LED monitors cost a little more than a standard LCD, but if you want the best gaming monitor then definitely make sure to get one. They’re pretty much the standard these days anyway.
If you look at an LCD monitor from an angle, you will notice that the image appears dimmer and the colors can look weird. At extreme angles, the entire image can even disappear.
The viewing angle of an LCD monitor is the angle at which you can still view the screen clearly, and is usually listed in the monitor’s specifications list.
The greater the viewing angle, the better, but for gamers, the viewing angle doesn’t matter because you are looking directly at the screen the whole time. But some people will consider the viewing angle necessary, for example, if you need to show presentations with your LCD monitor.
The contrast ratio of a monitor can be a helpful spec to compare picture quality between different monitors. In general, the higher the contrast ratio, the better the image quality.
With high contrast ratios, your screen can produce deeper black levels, which creates a more immersive and visually sharp experience. Keep in mind that the contrast ratio isn’t always an accurate measure of image quality, so don’t use it solely to compare two monitors as there’s more to it than that.
Warranty and Support
Make sure your chosen manufacturer offers a money-back guarantee. Most displays will show any problems right out of the box or within the first month or two of use, so you want to be able to return it for a refund or exchange with a minimum of hassle.
A 90-day return policy is standard, but this varies among retailers (many online retailers give you only 30 days). Also, beware of restocking fees.
Next, consider the warranty coverage. Most companies offer two to three years of parts-and-labor coverage; anything less is suspect. Make sure that the backlight is covered by the warranty.
Also, note a company’s policy on defective pixels; one or two defects are to be expected, but if there are many, you should be able to return the unit for exchange or a refund.
You’re far less likely to need technical support for a monitor than for a computer system or a software program. Still, it’s good to know that there’s someone you can call if trouble arises; look for toll-free support numbers and weekend coverage.
Be sure to keep all of the packing material for your monitor.

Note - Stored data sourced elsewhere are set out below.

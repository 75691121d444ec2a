//! NutriScan Engine Library
//!
//! Core calculations for nutrition profiling: BMI, daily requirements,
//! and RDA intake analysis.

pub mod models;
pub mod nutrition;
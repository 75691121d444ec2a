//! User profile model
//!
//! Biometric inputs and the profile record with its derived
//! BMI/requirements block.

use chrono::{DateTime, Utc};
use serde::{Deserialize, Deserializer, Serialize};
use thiserror::Error;

use crate::nutrition::bmi::{bmi_category, calculate_bmi, BmiCategory};
use crate::nutrition::rda::compare_with_rda;
use crate::nutrition::requirements::calculate_daily_requirements;
use super::analysis::RdaAnalysis;
use super::nutrition::NutrientTotals;

/// Profile validation error types
#[derive(Debug, Error)]
pub enum ProfileError {
    #[error("weight must be positive, got {0} kg")]
    InvalidWeight(f64),

    #[error("height must be positive, got {0} cm")]
    InvalidHeight(f64),
}

/// Biological gender used for BMR and reference-intake selection
#[derive(Debug, Clone, Copy, PartialEq, Eq, Serialize, Deserialize)]
#[serde(rename_all = "lowercase")]
pub enum Gender {
    Male,
    Female,
    Other,
}

impl Gender {
    pub fn as_str(&self) -> &'static str {
        match self {
            Gender::Male => "male",
            Gender::Female => "female",
            Gender::Other => "other",
        }
    }

    /// Parse case-insensitively; anything unrecognized maps to Other
    pub fn from_str(s: &str) -> Self {
        match s.to_lowercase().as_str() {
            "male" => Gender::Male,
            "female" => Gender::Female,
            _ => Gender::Other,
        }
    }
}

/// Physical activity level
#[derive(Debug, Clone, Copy, PartialEq, Eq, Serialize, Deserialize, Default)]
#[serde(rename_all = "snake_case")]
pub enum ActivityLevel {
    Sedentary,
    Light,
    #[default]
    Moderate,
    Active,
    VeryActive,
}

impl ActivityLevel {
    /// Parse case-insensitively; unrecognized values fall back to moderate
    pub fn from_str(s: &str) -> Self {
        match s.to_lowercase().as_str() {
            "sedentary" => ActivityLevel::Sedentary,
            "light" => ActivityLevel::Light,
            "moderate" => ActivityLevel::Moderate,
            "active" => ActivityLevel::Active,
            "very_active" => ActivityLevel::VeryActive,
            other => {
                if !other.is_empty() {
                    tracing::warn!(
                        "Activity level fallback: '{}' not recognized, using moderate.",
                        s
                    );
                }
                ActivityLevel::Moderate
            }
        }
    }

    /// Multiplier applied to BMR to estimate daily expenditure
    pub fn multiplier(&self) -> f64 {
        match self {
            ActivityLevel::Sedentary => 1.2,
            ActivityLevel::Light => 1.375,
            ActivityLevel::Moderate => 1.55,
            ActivityLevel::Active => 1.725,
            ActivityLevel::VeryActive => 1.9,
        }
    }
}

fn lenient_gender<'de, D: Deserializer<'de>>(deserializer: D) -> Result<Gender, D::Error> {
    let s = String::deserialize(deserializer)?;
    Ok(Gender::from_str(&s))
}

fn lenient_activity<'de, D: Deserializer<'de>>(
    deserializer: D,
) -> Result<ActivityLevel, D::Error> {
    let s = String::deserialize(deserializer)?;
    Ok(ActivityLevel::from_str(&s))
}

fn default_goal() -> String {
    "maintain".to_string()
}

/// Biometric data for computing a profile's derived values
#[derive(Debug, Clone, Serialize, Deserialize)]
pub struct BiometricInput {
    pub weight_kg: f64,
    pub height_cm: f64,
    pub age: u32,
    #[serde(deserialize_with = "lenient_gender")]
    pub gender: Gender,
    #[serde(default, deserialize_with = "lenient_activity")]
    pub activity_level: ActivityLevel,
    #[serde(default = "default_goal")]
    pub fitness_goal: String,
}

impl BiometricInput {
    /// Reject out-of-range biometrics before any computation runs
    pub fn validate(&self) -> Result<(), ProfileError> {
        if self.weight_kg <= 0.0 {
            return Err(ProfileError::InvalidWeight(self.weight_kg));
        }
        if self.height_cm <= 0.0 {
            return Err(ProfileError::InvalidHeight(self.height_cm));
        }
        Ok(())
    }
}

/// Daily calorie and macro targets derived from a profile
#[derive(Debug, Clone, Copy, PartialEq, Eq, Serialize, Deserialize)]
pub struct DailyRequirements {
    pub calories: i64,
    pub protein: i64, // grams
    pub carbs: i64,   // grams
    pub fat: i64,     // grams
}

/// Data for partially updating a profile
#[derive(Debug, Clone, Default, Serialize, Deserialize)]
pub struct BiometricUpdate {
    pub name: Option<String>,
    pub weight_kg: Option<f64>,
    pub height_cm: Option<f64>,
    pub age: Option<u32>,
    pub gender: Option<Gender>,
    pub activity_level: Option<ActivityLevel>,
    pub fitness_goal: Option<String>,
    pub health_issues: Option<Vec<String>>,
    pub allergies: Option<Vec<String>>,
}

impl BiometricUpdate {
    /// Whether this update touches any input of the derived block
    fn changes_requirements(&self) -> bool {
        self.weight_kg.is_some()
            || self.height_cm.is_some()
            || self.age.is_some()
            || self.gender.is_some()
            || self.activity_level.is_some()
            || self.fitness_goal.is_some()
    }
}

/// A user profile with biometrics and derived nutrition targets
#[derive(Debug, Clone, Serialize, Deserialize)]
pub struct UserProfile {
    pub name: String,
    pub age: u32,
    pub gender: Gender,
    pub weight_kg: f64,
    pub height_cm: f64,
    pub activity_level: ActivityLevel,
    pub fitness_goal: String,
    pub health_issues: Vec<String>,
    pub allergies: Vec<String>,
    pub bmi: f64,
    pub bmi_category: BmiCategory,
    pub daily_requirements: DailyRequirements,
    pub created_at: DateTime<Utc>,
    pub updated_at: DateTime<Utc>,
}

impl UserProfile {
    /// Create a profile from validated biometrics, computing the derived block
    pub fn new(name: &str, input: &BiometricInput) -> Result<Self, ProfileError> {
        input.validate()?;

        let now = Utc::now();
        let mut profile = Self {
            name: name.to_string(),
            age: input.age,
            gender: input.gender,
            weight_kg: input.weight_kg,
            height_cm: input.height_cm,
            activity_level: input.activity_level,
            fitness_goal: input.fitness_goal.clone(),
            health_issues: Vec::new(),
            allergies: Vec::new(),
            bmi: 0.0,
            bmi_category: BmiCategory::Underweight,
            daily_requirements: DailyRequirements {
                calories: 0,
                protein: 0,
                carbs: 0,
                fat: 0,
            },
            created_at: now,
            updated_at: now,
        };
        profile.recompute_derived();

        Ok(profile)
    }

    /// Recompute BMI, category, and daily requirements from current biometrics
    fn recompute_derived(&mut self) {
        self.bmi = calculate_bmi(self.weight_kg, self.height_cm);
        self.bmi_category = bmi_category(self.bmi);
        self.daily_requirements = calculate_daily_requirements(
            self.weight_kg,
            self.height_cm,
            self.age,
            self.gender,
            self.activity_level,
            &self.fitness_goal,
        );
    }

    /// Apply a partial update, recomputing derived values when any
    /// requirement input changed
    pub fn apply_update(&mut self, update: &BiometricUpdate) -> Result<(), ProfileError> {
        if let Some(weight) = update.weight_kg {
            if weight <= 0.0 {
                return Err(ProfileError::InvalidWeight(weight));
            }
        }
        if let Some(height) = update.height_cm {
            if height <= 0.0 {
                return Err(ProfileError::InvalidHeight(height));
            }
        }

        if let Some(ref name) = update.name {
            self.name = name.clone();
        }
        if let Some(weight) = update.weight_kg {
            self.weight_kg = weight;
        }
        if let Some(height) = update.height_cm {
            self.height_cm = height;
        }
        if let Some(age) = update.age {
            self.age = age;
        }
        if let Some(gender) = update.gender {
            self.gender = gender;
        }
        if let Some(activity) = update.activity_level {
            self.activity_level = activity;
        }
        if let Some(ref goal) = update.fitness_goal {
            self.fitness_goal = goal.clone();
        }
        if let Some(ref issues) = update.health_issues {
            self.health_issues = issues.clone();
        }
        if let Some(ref allergies) = update.allergies {
            self.allergies = allergies.clone();
        }

        if update.changes_requirements() {
            self.recompute_derived();
        }
        self.updated_at = Utc::now();

        Ok(())
    }

    /// Compare consumed totals against this profile's personal targets
    pub fn compare_intake(&self, consumed: &NutrientTotals) -> RdaAnalysis {
        compare_with_rda(consumed, self.gender, Some(&self.daily_requirements))
    }
}

#[cfg(test)]
mod tests {
    use super::*;

    fn sample_input() -> BiometricInput {
        BiometricInput {
            weight_kg: 70.0,
            height_cm: 175.0,
            age: 30,
            gender: Gender::Male,
            activity_level: ActivityLevel::Moderate,
            fitness_goal: "maintain".to_string(),
        }
    }

    #[test]
    fn test_gender_from_str() {
        assert_eq!(Gender::from_str("MALE"), Gender::Male);
        assert_eq!(Gender::from_str("Female"), Gender::Female);
        assert_eq!(Gender::from_str("nonbinary"), Gender::Other);
    }

    #[test]
    fn test_activity_from_str_fallback() {
        assert_eq!(ActivityLevel::from_str("SEDENTARY"), ActivityLevel::Sedentary);
        assert_eq!(ActivityLevel::from_str("very_active"), ActivityLevel::VeryActive);
        assert_eq!(ActivityLevel::from_str("jogging"), ActivityLevel::Moderate);
        assert_eq!(ActivityLevel::from_str(""), ActivityLevel::Moderate);
    }

    #[test]
    fn test_validate_rejects_bad_biometrics() {
        let mut input = sample_input();
        input.weight_kg = 0.0;
        assert!(matches!(
            input.validate(),
            Err(ProfileError::InvalidWeight(_))
        ));

        let mut input = sample_input();
        input.height_cm = -175.0;
        assert!(matches!(
            input.validate(),
            Err(ProfileError::InvalidHeight(_))
        ));
    }

    #[test]
    fn test_new_computes_derived_block() {
        let profile = UserProfile::new("Alex", &sample_input()).unwrap();
        assert_eq!(profile.bmi, 22.86);
        assert_eq!(profile.bmi_category, BmiCategory::Normal);
        assert_eq!(profile.daily_requirements.calories, 2555);
        assert_eq!(profile.daily_requirements.protein, 112);
    }

    #[test]
    fn test_update_recomputes_requirements() {
        let mut profile = UserProfile::new("Alex", &sample_input()).unwrap();

        let update = BiometricUpdate {
            fitness_goal: Some("cut for summer".to_string()),
            ..BiometricUpdate::default()
        };
        profile.apply_update(&update).unwrap();

        assert_eq!(profile.daily_requirements.calories, 2055);
        assert_eq!(profile.daily_requirements.protein, 140);
    }

    #[test]
    fn test_update_name_only_keeps_requirements() {
        let mut profile = UserProfile::new("Alex", &sample_input()).unwrap();
        let before = profile.daily_requirements;

        let update = BiometricUpdate {
            name: Some("Alexandra".to_string()),
            ..BiometricUpdate::default()
        };
        profile.apply_update(&update).unwrap();

        assert_eq!(profile.name, "Alexandra");
        assert_eq!(profile.daily_requirements, before);
    }

    #[test]
    fn test_update_rejects_bad_weight() {
        let mut profile = UserProfile::new("Alex", &sample_input()).unwrap();
        let update = BiometricUpdate {
            weight_kg: Some(-5.0),
            ..BiometricUpdate::default()
        };
        assert!(profile.apply_update(&update).is_err());
        assert_eq!(profile.weight_kg, 70.0);
    }

    #[test]
    fn test_compare_intake_uses_own_requirements() {
        let profile = UserProfile::new("Alex", &sample_input()).unwrap();

        // Matches the profile's targets (2555/112/287/85) exactly; every
        // value differs from the static male reference row, so a fallback
        // to the table would show up in the targets and statuses.
        let consumed = NutrientTotals {
            calories: 2555.0,
            protein: 112.0,
            carbs: 287.0,
            fat: 85.0,
            ..NutrientTotals::zero()
        };
        let analysis = profile.compare_intake(&consumed);

        assert_eq!(
            analysis.calories.target,
            profile.daily_requirements.calories as f64
        );
        assert_eq!(
            analysis.protein.target,
            profile.daily_requirements.protein as f64
        );
        assert_eq!(
            analysis.carbs.target,
            profile.daily_requirements.carbs as f64
        );
        assert_eq!(analysis.fat.target, profile.daily_requirements.fat as f64);
        assert_eq!(analysis.calories.percentage, 100.0);
        assert_eq!(
            analysis.overall_status,
            crate::models::OverallStatus::Balanced
        );
    }

    #[test]
    fn test_biometric_input_lenient_parse() {
        let input: BiometricInput = serde_json::from_str(
            r#"{"weight_kg": 70.0, "height_cm": 175.0, "age": 30, "gender": "MALE", "activity_level": "Very_Active"}"#,
        )
        .unwrap();
        assert_eq!(input.gender, Gender::Male);
        assert_eq!(input.activity_level, ActivityLevel::VeryActive);
        assert_eq!(input.fitness_goal, "maintain");
    }

    #[test]
    fn test_biometric_input_defaults() {
        let input: BiometricInput = serde_json::from_str(
            r#"{"weight_kg": 60.0, "height_cm": 165.0, "age": 25, "gender": "female"}"#,
        )
        .unwrap();
        assert_eq!(input.activity_level, ActivityLevel::Moderate);
    }
}
//! Data models
//!
//! Rust structs exchanged between the engine and its callers.

mod analysis;
mod nutrition;
mod profile;

pub use analysis::{
    IncreaseSuggestion, NutrientAnalysis, NutrientStatus, OverallStatus, RdaAnalysis,
    ReduceSuggestion, Suggestions, TrackedNutrient,
};
pub use nutrition::{MacroCalories, NutrientTotals};
pub use profile::{
    ActivityLevel, BiometricInput, BiometricUpdate, DailyRequirements, Gender, ProfileError,
    UserProfile,
};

If you should ever need to return it or ship it back for warranty service, you’ll need the packaging.
Monitors can be bulky, fragile, and tough to protect adequately. You don’t want to end up improvising when shipping it.
Price is obviously one of the most important factors in choosing the right gaming monitor, as not all of us have an unlimited budget. Screen size, panel technology, and other features are all determinants in how much one would consider paying for a gaming display.
It’s easy to buy a 24” gaming monitor with TN technology with a fast pixel response time for around $200, but it won’t come with a bevy of extra features.
If you’re looking for a monitor with extra features like a UDB hub, adjustable stand, multiple digital video inputs, and either G-Sync or FreeSync technology, expect to pay quite a bit extra.
If you’re looking for a top-of-the-line 27” inch gaming monitor with all the bells and whistles, including 3D and either G-Sync or FreeSync technology, you can expect to pay more than $500. A 34” UHD monitor will easily run more than $1000.
Want a big-screen, ultra-wide monitor with a curved panel and all the top-of-the-line features, plan on spending much more.
As you may have seen above there are many things to consider when finding the perfect gaming monitor, sure you can buy any monitors and it will probably to a great job, but maybe it won’t fulfill your specific gamer needs.
This is why we wrote this guide to help people get a better vision on important features and the differences between them. Plus if you buy an expensive gaming monitor and it does not meet your requirement concerning gaming you might regret it.